In low income countries, getting pregnant and having a child might be the two of the most dangerous things that a woman can do. 10% of maternal deaths are due to bacterial infections that could be treated with antibiotics, and one child dies every three minutes due to an infection that could have been cured with antibiotics.

5. Surgery

Advances in hospital hygiene and sterile techniques have brought down the risk of surgical site infections in high income countries, but the risk is not completely eliminated. Surgery still relies heavily on the existence of antibiotics, especially when implanting a foreign body, like a shunt or a prosthetic heart valve. In lower income countries and crisis zones, these risks are often not possible to mitigate and antibiotics are a crucial component of all surgical care. Without antibiotics, many surgeries would be deeply unethical to perform.

6. Intensive care and critically ill patients

Intensive care units are the largest users of antibiotics in hospitals. The patients have often suffered traumas or burns that result in infections. Also, medical devices like intubation tubes and catheters pose a significant risk for hospital acquired infections. It is safe to say that our intensive/critical care would not be nearly as advanced, had it not been for antibiotics.
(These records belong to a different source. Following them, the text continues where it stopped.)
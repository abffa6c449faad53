use crate::error::Error;
use crate::transport::Socket;
use log::{debug, info};
use std::net::SocketAddr;
use std::sync::atomic::{AtomicBool, Ordering};
use std::sync::{Arc, OnceLock};
use tokio::net::TcpListener;
use tokio_util::sync::CancellationToken;

/// Listens on one bound endpoint and hands out inbound sockets.
pub struct Acceptor {
    listener: OnceLock<TcpListener>,
    suspended: Arc<AtomicBool>,
    stopped: AtomicBool,
    cancel: CancellationToken,
}

impl Acceptor {
    /// Create an acceptor observing the shared `suspended` flag.
    ///
    /// Cancelling `parent` stops the acceptor.
    pub fn new(suspended: Arc<AtomicBool>, parent: &CancellationToken) -> Self {
        Self {
            listener: OnceLock::new(),
            suspended,
            stopped: AtomicBool::new(false),
            cancel: parent.child_token(),
        }
    }

    /// Bind the listening endpoint, which may only happen once.
    pub async fn start(&self, bind: SocketAddr) -> Result<(), Error> {
        if self.stopped() {
            return Err(Error::ServiceStopped);
        }

        if self.listener.get().is_some() {
            return Err(Error::OperationFailed);
        }

        let listener = TcpListener::bind(bind).await?;
        let local = listener.local_addr()?;
        self.listener
            .set(listener)
            .map_err(|_| Error::OperationFailed)?;

        info!("Accepting connections on {local}");
        Ok(())
    }

    /// Wait for the next inbound connection.
    ///
    /// Fails immediately, without touching the network, with
    /// [`Error::ServiceSuspended`] or [`Error::ServiceStopped`].
    pub async fn accept(&self) -> Result<Arc<Socket>, Error> {
        if self.stopped() {
            return Err(Error::ServiceStopped);
        }

        if self.suspended.load(Ordering::Acquire) {
            return Err(Error::ServiceSuspended);
        }

        let Some(listener) = self.listener.get() else {
            return Err(Error::OperationFailed);
        };

        tokio::select! {
            biased;
            _ = self.cancel.cancelled() => Err(Error::ServiceStopped),
            accepted = listener.accept() => match accepted {
                Ok((stream, address)) => {
                    debug!("Accepted connection from {address}");
                    Ok(Arc::new(Socket::accepted(stream, address)))
                }
                Err(e) => {
                    debug!("Accept failed: {e}");
                    Err(Error::AcceptFailed)
                }
            },
        }
    }

    /// The bound address, once started.
    pub fn local_addr(&self) -> Option<SocketAddr> {
        self.listener
            .get()
            .and_then(|listener| listener.local_addr().ok())
    }

    /// Stop accepting, idempotent.
    pub fn stop(&self) {
        if !self.stopped.swap(true, Ordering::AcqRel) {
            self.cancel.cancel();
        }
    }

    pub fn stopped(&self) -> bool {
        self.stopped.load(Ordering::Acquire) || self.cancel.is_cancelled()
    }
}

#[cfg(test)]
mod tests {
    use super::*;
    use tokio::net::TcpStream;

    fn acceptor() -> (Acceptor, Arc<AtomicBool>) {
        let suspended = Arc::new(AtomicBool::new(false));
        (
            Acceptor::new(suspended.clone(), &CancellationToken::new()),
            suspended,
        )
    }

    #[tokio::test]
    async fn test_accept_inbound_socket() {
        let (acceptor, _) = acceptor();
        acceptor.start("127.0.0.1:0".parse().unwrap()).await.unwrap();
        let local = acceptor.local_addr().unwrap();

        let (accepted, connected) = tokio::join!(acceptor.accept(), TcpStream::connect(local));
        let socket = accepted.unwrap();
        let client = connected.unwrap();

        assert!(socket.inbound());
        assert_eq!(socket.address(), Some(client.local_addr().unwrap()));
    }

    #[tokio::test]
    async fn test_start_twice_fails() {
        let (acceptor, _) = acceptor();
        acceptor.start("127.0.0.1:0".parse().unwrap()).await.unwrap();
        assert_eq!(
            acceptor.start("127.0.0.1:0".parse().unwrap()).await,
            Err(Error::OperationFailed)
        );
    }

    #[tokio::test]
    async fn test_suspended_and_stopped_fail_fast() {
        let (acceptor, suspended) = acceptor();
        acceptor.start("127.0.0.1:0".parse().unwrap()).await.unwrap();

        suspended.store(true, Ordering::Release);
        assert_eq!(acceptor.accept().await.err(), Some(Error::ServiceSuspended));

        suspended.store(false, Ordering::Release);
        acceptor.stop();
        acceptor.stop();
        assert_eq!(acceptor.accept().await.err(), Some(Error::ServiceStopped));
    }

    #[tokio::test]
    async fn test_stop_wakes_pending_accept() {
        let (acceptor, _) = acceptor();
        let acceptor = Arc::new(acceptor);
        acceptor.start("127.0.0.1:0".parse().unwrap()).await.unwrap();

        let pending = {
            let acceptor = acceptor.clone();
            tokio::spawn(async move { acceptor.accept().await.err() })
        };

        tokio::time::sleep(std::time::Duration::from_millis(20)).await;
        acceptor.stop();
        assert_eq!(pending.await.unwrap(), Some(Error::ServiceStopped));
    }

    #[tokio::test]
    async fn test_bind_in_use() {
        let (first, _) = acceptor();
        first.start("127.0.0.1:0".parse().unwrap()).await.unwrap();
        let taken = first.local_addr().unwrap();

        let (second, _) = acceptor();
        assert_eq!(second.start(taken).await, Err(Error::AddressInUse));
    }
}
//! HTTP implementations of the trolley-core service ports.
//!
//! - [`HttpStockService`] — `GET {base}/stock/{product_id}`
//! - [`HttpProductCatalog`] — `GET {base}/products/{product_id}`
//!
//! Both share a `reqwest::Client`; the client's timeout is the only
//! deadline, there are no retries.

pub mod catalog;
pub mod stock;

use std::time::Duration;

use reqwest::Client;

pub use catalog::HttpProductCatalog;
pub use stock::HttpStockService;

/// Client used by both services, with the configured request timeout.
pub fn http_client(timeout_secs: u64) -> reqwest::Result<Client> {
    Client::builder().timeout(Duration::from_secs(timeout_secs.max(1))).build()
}

pub(crate) fn trim_base(base_url: impl Into<String>) -> String {
    let mut base = base_url.into();
    while base.ends_with('/') {
        base.pop();
    }
    base
}
use sqlx::migrate::{MigrateError, Migrator};

use crate::DbPool;

pub static MIGRATOR: Migrator = sqlx::migrate!("../../migrations");

pub async fn run_pending(pool: &DbPool) -> Result<(), MigrateError> {
    MIGRATOR.run(pool).await
}

#[cfg(test)]
mod tests {
    use sqlx::Row;

    use super::run_pending;
    use crate::connect_with_settings;

    // Single-connection pools: `sqlite::memory:` databases are
    // per-connection.
    #[tokio::test]
    async fn migrations_create_the_cart_slot_table() {
        let pool = connect_with_settings("sqlite::memory:", 1, 5).await.expect("connect");
        run_pending(&pool).await.expect("migrate");

        let row = sqlx::query(
            "SELECT count(*) AS n FROM sqlite_master WHERE type = 'table' AND name = 'cart_slot'",
        )
        .fetch_one(&pool)
        .await
        .expect("schema query");

        assert_eq!(row.get::<i64, _>("n"), 1);
    }

    #[tokio::test]
    async fn migrations_are_idempotent() {
        let pool = connect_with_settings("sqlite::memory:", 1, 5).await.expect("connect");
        run_pending(&pool).await.expect("first run");
        run_pending(&pool).await.expect("second run");
    }
}
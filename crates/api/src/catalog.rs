use async_trait::async_trait;
use reqwest::{Client, StatusCode};
use rust_decimal::Decimal;
use serde::Deserialize;

use trolley_core::domain::product::{Product, ProductId};
use trolley_core::errors::ServiceError;
use trolley_core::ports::ProductCatalog;

use crate::trim_base;

pub struct HttpProductCatalog {
    client: Client,
    base_url: String,
}

impl HttpProductCatalog {
    pub fn new(client: Client, base_url: impl Into<String>) -> Self {
        Self { client, base_url: trim_base(base_url) }
    }
}

/// Catalog wire format. camelCase per the upstream API; fields beyond
/// display data are ignored.
#[derive(Debug, Deserialize)]
#[serde(rename_all = "camelCase")]
struct ProductDto {
    id: i64,
    name: String,
    price: Decimal,
    image_url: String,
}

impl From<ProductDto> for Product {
    fn from(dto: ProductDto) -> Self {
        Self {
            id: ProductId(dto.id),
            name: dto.name,
            price: dto.price,
            image_url: dto.image_url,
        }
    }
}

#[async_trait]
impl ProductCatalog for HttpProductCatalog {
    async fn product(&self, product_id: ProductId) -> Result<Product, ServiceError> {
        let url = format!("{}/products/{}", self.base_url, product_id);
        let response = self
            .client
            .get(&url)
            .send()
            .await
            .map_err(|error| ServiceError::Transport(error.to_string()))?;

        if response.status() == StatusCode::NOT_FOUND {
            return Err(ServiceError::NotFound(product_id));
        }
        if !response.status().is_success() {
            return Err(ServiceError::Transport(format!(
                "catalog service returned {}",
                response.status()
            )));
        }

        let dto: ProductDto =
            response.json().await.map_err(|error| ServiceError::Decode(error.to_string()))?;
        Ok(dto.into())
    }
}
pub mod add;
pub mod config;
pub mod migrate;
pub mod remove;
pub mod set;
pub mod show;

use std::sync::Arc;

use serde::Serialize;

use trolley_api::{HttpProductCatalog, HttpStockService};
use trolley_core::config::AppConfig;
use trolley_core::{CartLine, CartService, CartStore};
use trolley_db::{connect_with_settings, migrations, SqlCartSlot};

use crate::notifier::StderrNotifier;

#[derive(Debug, Clone)]
pub struct CommandResult {
    pub exit_code: u8,
    pub output: String,
}

#[derive(Debug, Serialize)]
struct CommandOutcome {
    command: String,
    status: String,
    #[serde(skip_serializing_if = "Option::is_none")]
    error_class: Option<String>,
    #[serde(skip_serializing_if = "Option::is_none")]
    message: Option<String>,
    #[serde(skip_serializing_if = "Option::is_none")]
    cart: Option<Vec<LineView>>,
}

#[derive(Debug, Serialize)]
struct LineView {
    id: i64,
    name: String,
    price: String,
    amount: u32,
}

impl From<&CartLine> for LineView {
    fn from(line: &CartLine) -> Self {
        Self {
            id: line.id.0,
            name: line.name.clone(),
            price: line.price.to_string(),
            amount: line.amount,
        }
    }
}

impl CommandResult {
    pub fn success(command: &str, message: impl Into<String>) -> Self {
        let payload = CommandOutcome {
            command: command.to_string(),
            status: "ok".to_string(),
            error_class: None,
            message: Some(message.into()),
            cart: None,
        };
        Self { exit_code: 0, output: serialize_payload(payload) }
    }

    pub fn snapshot(command: &str, lines: &[CartLine]) -> Self {
        let payload = CommandOutcome {
            command: command.to_string(),
            status: "ok".to_string(),
            error_class: None,
            message: None,
            cart: Some(lines.iter().map(LineView::from).collect()),
        };
        Self { exit_code: 0, output: serialize_payload(payload) }
    }

    pub fn failure(
        command: &str,
        error_class: &str,
        message: impl Into<String>,
        exit_code: u8,
    ) -> Self {
        let payload = CommandOutcome {
            command: command.to_string(),
            status: "error".to_string(),
            error_class: Some(error_class.to_string()),
            message: Some(message.into()),
            cart: None,
        };
        Self { exit_code, output: serialize_payload(payload) }
    }
}

fn serialize_payload(payload: CommandOutcome) -> String {
    serde_json::to_string_pretty(&payload)
        .unwrap_or_else(|_| r#"{"status":"error","message":"output serialization failed"}"#.into())
}

type Failure = (&'static str, String, u8);

pub(crate) fn build_runtime() -> Result<tokio::runtime::Runtime, Failure> {
    tokio::runtime::Builder::new_current_thread().enable_all().build().map_err(|error| {
        ("runtime_init", format!("failed to initialize async runtime: {error}"), 3)
    })
}

/// Wires the full cart stack for one command invocation: sqlite slot,
/// HTTP stock and catalog clients, stderr notices. Pending migrations
/// are applied first so the cart works on a fresh database.
pub(crate) async fn open_cart(config: &AppConfig) -> Result<CartService, Failure> {
    let pool = connect_with_settings(
        &config.database.url,
        config.database.max_connections,
        config.database.timeout_secs,
    )
    .await
    .map_err(|error| ("db_connectivity", error.to_string(), 4u8))?;

    migrations::run_pending(&pool)
        .await
        .map_err(|error| ("migration", error.to_string(), 5u8))?;

    let client = trolley_api::http_client(config.services.timeout_secs)
        .map_err(|error| ("runtime_init", error.to_string(), 3u8))?;
    let stock = Arc::new(HttpStockService::new(client.clone(), &config.services.stock_base_url));
    let catalog =
        Arc::new(HttpProductCatalog::new(client, &config.services.catalog_base_url));
    let slot = Arc::new(SqlCartSlot::new(pool, &config.cart.slot_key));

    let store = CartStore::restore(stock, catalog, slot)
        .await
        .map_err(|error| ("slot_read", error.to_string(), 4u8))?;

    Ok(CartService::new(store, Arc::new(StderrNotifier)))
}

pub(crate) fn fail(command: &str, failure: Failure) -> CommandResult {
    let (error_class, message, exit_code) = failure;
    CommandResult::failure(command, error_class, message, exit_code)
}
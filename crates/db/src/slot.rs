use async_trait::async_trait;
use chrono::Utc;
use sqlx::Row;

use trolley_core::errors::SlotError;
use trolley_core::ports::CartSlot;

use crate::DbPool;

/// Durable [`CartSlot`] backed by one row of the `cart_slot` table.
pub struct SqlCartSlot {
    pool: DbPool,
    slot_key: String,
}

impl SqlCartSlot {
    pub fn new(pool: DbPool, slot_key: impl Into<String>) -> Self {
        Self { pool, slot_key: slot_key.into() }
    }
}

#[async_trait]
impl CartSlot for SqlCartSlot {
    async fn read(&self) -> Result<Option<String>, SlotError> {
        let row = sqlx::query("SELECT payload FROM cart_slot WHERE slot_key = ?1")
            .bind(&self.slot_key)
            .fetch_optional(&self.pool)
            .await
            .map_err(|error| SlotError::Backend(error.to_string()))?;

        Ok(row.map(|row| row.get::<String, _>("payload")))
    }

    async fn write(&self, payload: &str) -> Result<(), SlotError> {
        sqlx::query(
            "INSERT INTO cart_slot (slot_key, payload, updated_at) VALUES (?1, ?2, ?3) \
             ON CONFLICT(slot_key) DO UPDATE SET payload = excluded.payload, \
             updated_at = excluded.updated_at",
        )
        .bind(&self.slot_key)
        .bind(payload)
        .bind(Utc::now().to_rfc3339())
        .execute(&self.pool)
        .await
        .map_err(|error| SlotError::Backend(error.to_string()))?;

        Ok(())
    }
}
7. Patients with immunosuppression

Immunosuppression may be caused by either a disease or as a result of medical care. Many cancer therapies and all organ transplants cause immunosuppression – as unintentional adverse effects in the case of cancer or as intentional therapy that is crucial in the case of transplants. Patients with immunosuppression are more prone to acquire an infection and will become more seriously ill unless treated with antibiotics. Therefore access to effective antibiotics is a prerequisite for these therapies.

Penicillin changed the world

Penicillin was indeed an innovation that changed the world, and will keep doing so if we are able to provide universal, sustainable access to antibiotics over the globe.